Segment Open

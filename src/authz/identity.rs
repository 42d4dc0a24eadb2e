use std::collections::HashSet;

/// The authenticated caller as resolved from the backend session. Only the
/// session resolver constructs one from outside input; it lives for the
/// duration of a single check.
#[derive(Debug, Clone)]
pub struct Identity {
    pub name: String,
    pub roles: HashSet<String>,
}

impl Identity {
    pub fn new(name: impl Into<String>) -> Self {
        Self {
            name: name.into(),
            roles: HashSet::new(),
        }
    }

    pub fn with_roles(mut self, roles: impl IntoIterator<Item = String>) -> Self {
        self.roles = roles.into_iter().collect();
        self
    }

    pub fn has_role(&self, role: &str) -> bool {
        self.roles.contains(role)
    }

    pub fn is_admin(&self) -> bool {
        self.has_role(super::roles::DB_ADMIN)
    }
}
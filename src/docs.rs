use axum::Router;
use utoipa::OpenApi;
use utoipa_swagger_ui::SwaggerUi;

use crate::auth::AccessGrant;
use crate::errors::ErrorResponse;
use crate::routes;

#[derive(OpenApi)]
#[openapi(
    paths(
        routes::auth::check,
        routes::auth::check_url,
        routes::health::health
    ),
    components(
        schemas(
            AccessGrant,
            routes::auth::UrlStatus,
            routes::health::HealthResponse,
            ErrorResponse
        )
    ),
    tags(
        (name = "Auth", description = "Authorization checks"),
        (name = "Health", description = "Service health")
    )
)]
pub struct ApiDoc;

pub fn swagger_routes() -> Router {
    SwaggerUi::new("/docs")
        .url("/api-docs/openapi.json", ApiDoc::openapi())
        .into()
}
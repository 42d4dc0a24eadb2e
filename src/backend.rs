use axum::http::header::{CONTENT_LENGTH, HOST};
use axum::http::HeaderMap;
use serde_json::Value;

use crate::config::BackendConfig;

/// Failures a backend call can surface. Parse failures stay distinguishable
/// from transport failures so callers can report them separately.
#[derive(thiserror::Error, Debug)]
pub enum BackendError {
    #[error("{0}")]
    Transport(String),
    #[error("Could not parse response")]
    InvalidBody,
}

/// Narrow seam over the proxied database. The session cookie travels inside
/// the forwarded header map; implementations must not attach credentials of
/// their own.
#[async_trait::async_trait]
pub trait Backend: Send + Sync {
    /// GET `path` and parse the body as JSON.
    async fn get_json(&self, path: &str, headers: &HeaderMap) -> Result<Value, BackendError>;

    /// HEAD `path`, returning only the response status code.
    async fn head(&self, path: &str, headers: &HeaderMap) -> Result<u16, BackendError>;
}

/// Default implementation speaking plain HTTP via reqwest.
#[derive(Debug, Clone)]
pub struct HttpBackend {
    client: reqwest::Client,
    base_url: String,
}

impl HttpBackend {
    pub fn new(config: &BackendConfig) -> Self {
        Self {
            client: reqwest::Client::new(),
            base_url: config.base_url.clone(),
        }
    }

    fn url(&self, path: &str) -> String {
        format!("{}{}", self.base_url, path)
    }

    /// Forward the caller's headers as-is, minus the ones the transport
    /// derives from the target itself.
    fn forward_headers(headers: &HeaderMap) -> HeaderMap {
        let mut forwarded = headers.clone();
        forwarded.remove(HOST);
        forwarded.remove(CONTENT_LENGTH);
        forwarded
    }
}

#[async_trait::async_trait]
impl Backend for HttpBackend {
    async fn get_json(&self, path: &str, headers: &HeaderMap) -> Result<Value, BackendError> {
        let response = self
            .client
            .get(self.url(path))
            .headers(Self::forward_headers(headers))
            .send()
            .await
            .map_err(|err| BackendError::Transport(err.to_string()))?;

        // The status line is not inspected here: an error body from the
        // database is still JSON and the caller decides what its fields mean.
        response
            .json::<Value>()
            .await
            .map_err(|_| BackendError::InvalidBody)
    }

    async fn head(&self, path: &str, headers: &HeaderMap) -> Result<u16, BackendError> {
        let response = self
            .client
            .head(self.url(path))
            .headers(Self::forward_headers(headers))
            .send()
            .await
            .map_err(|err| BackendError::Transport(err.to_string()))?;

        Ok(response.status().as_u16())
    }
}
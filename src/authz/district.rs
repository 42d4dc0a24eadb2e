use crate::errors::AppError;

/// Reconcile the district a caller asked for against the one their profile
/// permits. Branches are evaluated in order and every input pair reaches
/// exactly one of them:
///
/// 1. nothing requested: limit to the configured facility (which may itself
///    be unrestricted),
/// 2. no facility restriction on the caller: give them what they asked for,
/// 3. asking for the allowed facility,
/// 4. anything else is denied.
///
/// Equality is strict; a descendant unit of the permitted one is still
/// denied.
pub fn resolve_district(
    requested: Option<&str>,
    permitted: Option<&str>,
) -> Result<Option<String>, AppError> {
    match (requested, permitted) {
        (None, _) => Ok(permitted.map(str::to_string)),
        (Some(requested), None) => Ok(Some(requested.to_string())),
        (Some(requested), Some(permitted)) if requested == permitted => {
            Ok(Some(requested.to_string()))
        }
        _ => Err(AppError::forbidden("Insufficient privileges")),
    }
}

#[cfg(test)]
mod tests {
    use super::*;

    #[test]
    fn absent_request_falls_back_to_permitted() {
        assert_eq!(resolve_district(None, Some("north")).unwrap(), Some("north".to_string()));
        assert_eq!(resolve_district(None, None).unwrap(), None);
    }

    #[test]
    fn unrestricted_caller_gets_what_they_ask_for() {
        assert_eq!(
            resolve_district(Some("south"), None).unwrap(),
            Some("south".to_string())
        );
    }

    #[test]
    fn matching_districts_pass() {
        assert_eq!(
            resolve_district(Some("north"), Some("north")).unwrap(),
            Some("north".to_string())
        );
    }

    #[test]
    fn mismatched_districts_deny() {
        let err = resolve_district(Some("south"), Some("north")).unwrap_err();
        match err {
            AppError::Forbidden(message) => assert_eq!(message, "Insufficient privileges"),
            other => panic!("expected forbidden, got {other:?}"),
        }
    }

    #[test]
    fn containment_is_not_equality() {
        // scoping is deliberately narrow: a sub-unit of the permitted
        // facility does not match
        assert!(resolve_district(Some("north/clinic-7"), Some("north")).is_err());
    }

    #[test]
    fn deterministic_over_repeated_calls() {
        for _ in 0..3 {
            assert_eq!(
                resolve_district(Some("east"), Some("east")).unwrap(),
                Some("east".to_string())
            );
            assert!(resolve_district(Some("east"), Some("west")).is_err());
        }
    }
}
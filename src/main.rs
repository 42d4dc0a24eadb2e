use std::sync::Arc;

use auth_gate::backend::HttpBackend;
use auth_gate::config::{app_port, BackendConfig};
use auth_gate::{app, docs};

#[tokio::main]
async fn main() -> anyhow::Result<()> {
    load_env();
    init_tracing();

    let backend_config = BackendConfig::from_env()?;
    tracing::info!("proxying authorization checks to {}", backend_config.base_url);

    let backend = Arc::new(HttpBackend::new(&backend_config));
    let router = app::create_app(backend).merge(docs::swagger_routes());

    let addr = std::net::SocketAddr::from(([0, 0, 0, 0], app_port()));
    tracing::info!("listening on {}", addr);

    let listener = tokio::net::TcpListener::bind(addr).await?;
    axum::serve(listener, router.into_make_service()).await?;

    Ok(())
}

fn load_env() {
    if dotenvy::dotenv().is_ok() {
        return;
    }

    let crate_env = std::path::Path::new(env!("CARGO_MANIFEST_DIR")).join(".env");
    let _ = dotenvy::from_path(crate_env);
}

fn init_tracing() {
    use tracing_subscriber::layer::SubscriberExt;
    use tracing_subscriber::util::SubscriberInitExt;

    let fmt_layer = tracing_subscriber::fmt::layer()
        .with_target(false)
        .with_thread_ids(false)
        .with_thread_names(false);

    let filter_layer = tracing_subscriber::EnvFilter::try_from_default_env()
        .unwrap_or_else(|_| tracing_subscriber::EnvFilter::new("info"));

    tracing_subscriber::registry()
        .with(filter_layer)
        .with(fmt_layer)
        .init();
}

Segment Closed

Please report every line in the entries above that holds the string "still".

        // database is still JSON and the caller decides what its fields mean.
/// Equality is strict; a descendant unit of the permitted one is still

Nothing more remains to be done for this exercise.